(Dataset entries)
· · · · ·
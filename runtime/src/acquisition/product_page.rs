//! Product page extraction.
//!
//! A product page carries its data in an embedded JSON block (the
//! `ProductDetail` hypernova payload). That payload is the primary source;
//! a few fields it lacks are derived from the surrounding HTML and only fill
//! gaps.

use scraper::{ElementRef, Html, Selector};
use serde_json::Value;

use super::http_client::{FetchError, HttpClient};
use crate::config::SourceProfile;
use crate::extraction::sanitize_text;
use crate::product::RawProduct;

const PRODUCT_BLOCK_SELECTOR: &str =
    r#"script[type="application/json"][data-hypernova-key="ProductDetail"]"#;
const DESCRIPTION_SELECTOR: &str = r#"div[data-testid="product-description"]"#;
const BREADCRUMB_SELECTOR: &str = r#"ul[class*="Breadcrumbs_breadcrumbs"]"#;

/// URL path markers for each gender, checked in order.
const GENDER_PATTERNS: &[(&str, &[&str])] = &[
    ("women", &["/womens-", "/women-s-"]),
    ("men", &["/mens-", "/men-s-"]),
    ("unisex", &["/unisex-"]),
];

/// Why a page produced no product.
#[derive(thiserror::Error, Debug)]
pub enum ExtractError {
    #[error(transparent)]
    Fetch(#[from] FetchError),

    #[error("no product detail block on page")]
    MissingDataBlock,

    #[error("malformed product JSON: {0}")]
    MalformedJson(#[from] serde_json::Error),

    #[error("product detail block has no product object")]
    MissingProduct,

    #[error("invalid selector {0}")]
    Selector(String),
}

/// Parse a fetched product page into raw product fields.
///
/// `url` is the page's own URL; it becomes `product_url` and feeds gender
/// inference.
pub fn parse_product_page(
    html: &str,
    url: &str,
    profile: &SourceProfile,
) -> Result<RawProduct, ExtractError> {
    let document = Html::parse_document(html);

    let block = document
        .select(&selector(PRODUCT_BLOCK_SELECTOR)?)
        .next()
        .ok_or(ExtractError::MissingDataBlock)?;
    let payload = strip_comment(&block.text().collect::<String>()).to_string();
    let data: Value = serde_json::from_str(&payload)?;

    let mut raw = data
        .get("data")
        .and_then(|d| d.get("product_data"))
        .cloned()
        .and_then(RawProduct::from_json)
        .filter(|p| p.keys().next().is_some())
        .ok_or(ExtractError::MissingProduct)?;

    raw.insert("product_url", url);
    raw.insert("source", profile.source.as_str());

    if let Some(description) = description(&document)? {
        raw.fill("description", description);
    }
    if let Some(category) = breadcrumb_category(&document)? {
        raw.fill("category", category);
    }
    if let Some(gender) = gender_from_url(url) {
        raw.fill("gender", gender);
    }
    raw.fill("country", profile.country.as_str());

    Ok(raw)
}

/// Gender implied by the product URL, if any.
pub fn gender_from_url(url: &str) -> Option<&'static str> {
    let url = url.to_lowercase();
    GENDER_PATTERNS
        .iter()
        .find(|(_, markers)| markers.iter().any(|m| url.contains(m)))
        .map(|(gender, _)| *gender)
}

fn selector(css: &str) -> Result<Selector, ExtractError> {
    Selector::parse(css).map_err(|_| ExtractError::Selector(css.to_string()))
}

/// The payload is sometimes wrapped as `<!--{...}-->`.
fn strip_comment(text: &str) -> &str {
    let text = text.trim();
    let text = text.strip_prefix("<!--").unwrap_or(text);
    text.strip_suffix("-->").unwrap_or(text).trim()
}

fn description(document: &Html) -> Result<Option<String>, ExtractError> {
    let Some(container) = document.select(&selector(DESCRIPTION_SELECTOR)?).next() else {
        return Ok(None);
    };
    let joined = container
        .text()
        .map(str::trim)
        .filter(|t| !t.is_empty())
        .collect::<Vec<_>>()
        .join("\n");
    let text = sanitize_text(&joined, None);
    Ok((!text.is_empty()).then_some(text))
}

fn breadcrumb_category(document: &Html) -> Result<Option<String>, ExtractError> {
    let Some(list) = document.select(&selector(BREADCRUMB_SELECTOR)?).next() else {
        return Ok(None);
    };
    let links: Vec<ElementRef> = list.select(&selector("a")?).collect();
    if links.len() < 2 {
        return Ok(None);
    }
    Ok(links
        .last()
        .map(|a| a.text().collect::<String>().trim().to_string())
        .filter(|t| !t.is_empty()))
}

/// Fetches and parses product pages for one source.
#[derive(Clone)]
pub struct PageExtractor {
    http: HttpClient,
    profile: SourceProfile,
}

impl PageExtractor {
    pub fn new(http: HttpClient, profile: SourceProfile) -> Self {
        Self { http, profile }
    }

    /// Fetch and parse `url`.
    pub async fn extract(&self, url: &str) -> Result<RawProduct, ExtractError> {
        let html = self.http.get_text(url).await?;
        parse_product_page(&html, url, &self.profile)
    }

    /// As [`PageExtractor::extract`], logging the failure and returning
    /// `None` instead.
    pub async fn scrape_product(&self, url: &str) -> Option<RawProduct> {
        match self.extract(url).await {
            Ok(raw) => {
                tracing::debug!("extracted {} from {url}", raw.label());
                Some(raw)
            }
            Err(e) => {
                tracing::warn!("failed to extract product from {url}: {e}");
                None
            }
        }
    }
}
· · · · ·
** Brief **
Every line in the records above that holds "filter" counts once; state the total and nothing else.

** Your solution **
3